=== About this task ===
Your reply should be made up of every line in the records below that holds the string "configuration".
─── Supplied data
//! Application handlers.
//!
//! Handlers that orchestrate domain operations across ports.

pub mod issue_flow;
mod message_handler;
pub mod replies;

pub use issue_flow::{
    DialogueInput, DialogueSettings, FileIssueHandler, IssueFlowDialogue, TRACKER_NOT_CONFIGURED,
};
pub use message_handler::{MessageHandler, TurnError, TurnOutcome};
pub use replies::{GeneralChatHandler, SupportTriageHandler};
//! Issue tracker configuration

use secrecy::Secret;
use serde::Deserialize;
use std::time::Duration;

use super::error::{check_http_url, check_timeout, has_secret, ValidationError};

/// YouTrack connection configuration.
///
/// Both `url` and `token` are needed to file issues. Without them the issue
/// flow replies that the tracker is not configured.
#[derive(Debug, Clone, Deserialize)]
pub struct TrackerConfig {
    /// Instance URL, also the base of issue links
    #[serde(default)]
    pub url: String,

    /// Permanent token
    pub token: Option<Secret<String>>,

    /// Request timeout in seconds
    #[serde(default = "default_timeout")]
    pub timeout_secs: u64,
}

impl TrackerConfig {
    pub fn timeout(&self) -> Duration {
        Duration::from_secs(self.timeout_secs)
    }

    /// True when both the URL and a non-blank token are set.
    pub fn is_configured(&self) -> bool {
        !self.url.trim().is_empty() && has_secret(self.token.as_ref())
    }

    /// Validate tracker configuration. A set URL must be http(s).
    pub fn validate(&self) -> Result<(), ValidationError> {
        if !self.url.trim().is_empty() {
            check_http_url(&self.url, "TRACKER__URL")?;
        }
        check_timeout(self.timeout_secs, "TRACKER__TIMEOUT_SECS")
    }
}

impl Default for TrackerConfig {
    fn default() -> Self {
        Self {
            url: String::new(),
            token: None,
            timeout_secs: default_timeout(),
        }
    }
}

fn default_timeout() -> u64 {
    30
}

#[cfg(test)]
mod tests {
    use super::*;

    #[test]
    fn test_tracker_needs_url_and_token() {
        let mut config = TrackerConfig::default();
        assert!(config.validate().is_ok());
        assert!(!config.is_configured());

        config.url = "https://example.youtrack.cloud".to_string();
        assert!(!config.is_configured());

        config.token = Some(Secret::new("perm:xxx".to_string()));
        assert!(config.validate().is_ok());
        assert!(config.is_configured());
        assert_eq!(config.timeout(), Duration::from_secs(30));
    }

    #[test]
    fn test_set_url_must_be_http() {
        let config = TrackerConfig {
            url: "example.youtrack.cloud".to_string(),
            ..Default::default()
        };
        assert_eq!(
            config.validate(),
            Err(ValidationError::InvalidUrl("TRACKER__URL"))
        );
    }
}
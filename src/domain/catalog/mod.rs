//! Project catalog.
//!
//! The static table of tracker projects an issue may be filed into, and the
//! resolver that maps a model-suggested reference (id, short key or display
//! name) onto a canonical project id.

mod catalog;
mod entry;
mod errors;
mod hint;

pub use catalog::ProjectCatalog;
pub use entry::ProjectCatalogEntry;
pub use errors::{CatalogError, ResolutionError};
pub use hint::ProjectHint;
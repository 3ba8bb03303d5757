//! Adapters - Implementations of port interfaces.
//!
//! Adapters connect the domain to external systems:
//! - `ai` - OpenAI-compatible chat completions, plus a scripted mock
//! - `chat` - Zulip event queue and messages, plus a recording double
//! - `storage` - In-memory conversation store
//! - `tracker` - YouTrack issue creation, plus a mock

pub mod ai;
pub mod chat;
pub mod storage;
pub mod tracker;

pub use ai::{MockAIProvider, OpenAIConfig, OpenAIProvider};
pub use chat::{RecordingTransport, ZulipClient, ZulipConfig};
pub use storage::InMemoryConversationStore;
pub use tracker::{MockIssueTracker, YouTrackClient, YouTrackConfig};
//! Draft validation errors.

use thiserror::Error;

/// Why a draft cannot be filed as-is.
#[derive(Debug, Clone, PartialEq, Eq, Error)]
pub enum DraftValidationError {
    #[error("Title is empty")]
    EmptyTitle,

    #[error("Title is {actual} characters, maximum is {max}")]
    TitleTooLong { max: usize, actual: usize },

    #[error("Description is {actual} characters, maximum is {max}")]
    DescriptionTooLong { max: usize, actual: usize },

    #[error("Description is missing the {0} section")]
    MissingSection(Section),

    #[error("Description repeats the {0} section")]
    DuplicateSection(Section),

    #[error("Objective is empty")]
    EmptyObjective,

    #[error("Objective must be a single line")]
    ObjectiveNotSingleLine,

    #[error("{section} has {actual} items, maximum is {max}")]
    TooManyItems {
        section: Section,
        max: usize,
        actual: usize,
    },
}

/// The fixed sections of a draft description.
#[derive(Debug, Clone, Copy, PartialEq, Eq, Hash)]
pub enum Section {
    Objective,
    Subtasks,
    AcceptanceCriteria,
}

impl Section {
    pub const ALL: [Section; 3] = [
        Section::Objective,
        Section::Subtasks,
        Section::AcceptanceCriteria,
    ];

    pub fn title(&self) -> &'static str {
        match self {
            Section::Objective => "Objective",
            Section::Subtasks => "Subtasks",
            Section::AcceptanceCriteria => "Acceptance Criteria",
        }
    }
}

impl std::fmt::Display for Section {
    fn fmt(&self, f: &mut std::fmt::Formatter<'_>) -> std::fmt::Result {
        f.write_str(self.title())
    }
}
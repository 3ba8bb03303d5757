//! Result of a successful filing.

use serde::{Deserialize, Serialize};

/// A created issue, used only to build the confirmation reply.
#[derive(Debug, Clone, PartialEq, Eq, Serialize, Deserialize)]
pub struct FiledIssue {
    pub id_readable: String,
    pub link: String,
}

impl FiledIssue {
    /// Builds the deep link `{tracker_base_url}/issue/{id_readable}`.
    pub fn new(tracker_base_url: &str, id_readable: impl Into<String>) -> Self {
        let id_readable = id_readable.into();
        let link = format!("{}/issue/{}", tracker_base_url.trim_end_matches('/'), id_readable);
        Self { id_readable, link }
    }

    /// Confirmation line appended to the model's reply.
    pub fn confirmation(&self) -> String {
        format!("Created {}: {}", self.id_readable, self.link)
    }
}
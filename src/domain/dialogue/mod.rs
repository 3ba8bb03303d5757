//! Issue-flow dialogue.
//!
//! Pure pieces of the dialogue step: the prompt and schema contract, the
//! recovery parser for model output and the normalization rules that turn a
//! raw response into a [`DialogueOutcome`].

mod decision;
mod errors;
mod extractor;
mod flow_state;
mod normalizer;
mod prompts;
mod replies;

pub use decision::{
    DegradeReason, DialogueDecision, DialogueOutcome, Disposition, DowngradeReason, Intent,
};
pub use errors::{ExtractionError, SanitizationError};
pub use extractor::{extract_json_object, parse_object, sanitize, MAX_RESPONSE_LENGTH};
pub use flow_state::FlowState;
pub use normalizer::{
    normalize_cut_off_response, normalize_flow_response, normalize_parse_response,
};
pub use prompts::{
    flow_messages, issue_flow_schema, issue_parse_schema, parse_messages, parse_request_text,
    DIALOGUE_TEMPERATURE, ISSUE_FLOW_SCHEMA_NAME, ISSUE_FLOW_SYSTEM_PROMPT,
    ISSUE_PARSE_SCHEMA_NAME, ISSUE_PARSE_SYSTEM_PROMPT,
};
pub use replies::{
    downgrade_reply, normalize_reply, tracker_failure_reply, truncate_chars, DRAFT_CONFIRMATION,
    GENERIC_CLARIFICATION, GENERIC_FAILURE, MAX_REPLY_CHARS,
};
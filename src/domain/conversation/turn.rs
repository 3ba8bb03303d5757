//! Turn entity for conversation history.
//!
//! Turns are immutable records of user/assistant exchanges. Order within a
//! conversation is chronological and is replayed to the model as context.

use serde::{Deserialize, Serialize};

use crate::domain::foundation::Timestamp;

/// Speaker of a turn.
#[derive(Debug, Clone, Copy, PartialEq, Eq, Hash, Serialize, Deserialize)]
#[serde(rename_all = "snake_case")]
pub enum Role {
    /// The chat participant.
    User,
    /// The assistant's reply.
    Assistant,
}

impl Role {
    pub fn as_str(&self) -> &'static str {
        match self {
            Role::User => "user",
            Role::Assistant => "assistant",
        }
    }
}

impl std::fmt::Display for Role {
    fn fmt(&self, f: &mut std::fmt::Formatter<'_>) -> std::fmt::Result {
        f.write_str(self.as_str())
    }
}

/// One message in a conversation history.
#[derive(Debug, Clone, PartialEq, Eq, Serialize, Deserialize)]
pub struct Turn {
    pub role: Role,
    pub content: String,
    pub at: Timestamp,
}

impl Turn {
    pub fn new(role: Role, content: impl Into<String>, at: Timestamp) -> Self {
        Self {
            role,
            content: content.into(),
            at,
        }
    }

    /// A user turn stamped now.
    pub fn user(content: impl Into<String>) -> Self {
        Self::new(Role::User, content, Timestamp::now())
    }

    /// An assistant turn stamped now.
    pub fn assistant(content: impl Into<String>) -> Self {
        Self::new(Role::Assistant, content, Timestamp::now())
    }

    pub fn is_user(&self) -> bool {
        self.role == Role::User
    }
}

#[cfg(test)]
mod tests {
    use super::*;

    #[test]
    fn constructors_set_role() {
        assert!(Turn::user("hi").is_user());
        assert_eq!(Turn::assistant("hello").role, Role::Assistant);
    }

    #[test]
    fn role_serializes_lowercase() {
        assert_eq!(serde_json::to_string(&Role::Assistant).unwrap(), "\"assistant\"");
        assert_eq!(Role::User.to_string(), "user");
    }
}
──────
=== Answer to the problem ===
//! Issue tracker configuration
/// YouTrack connection configuration.
    /// Validate tracker configuration. A set URL must be http(s).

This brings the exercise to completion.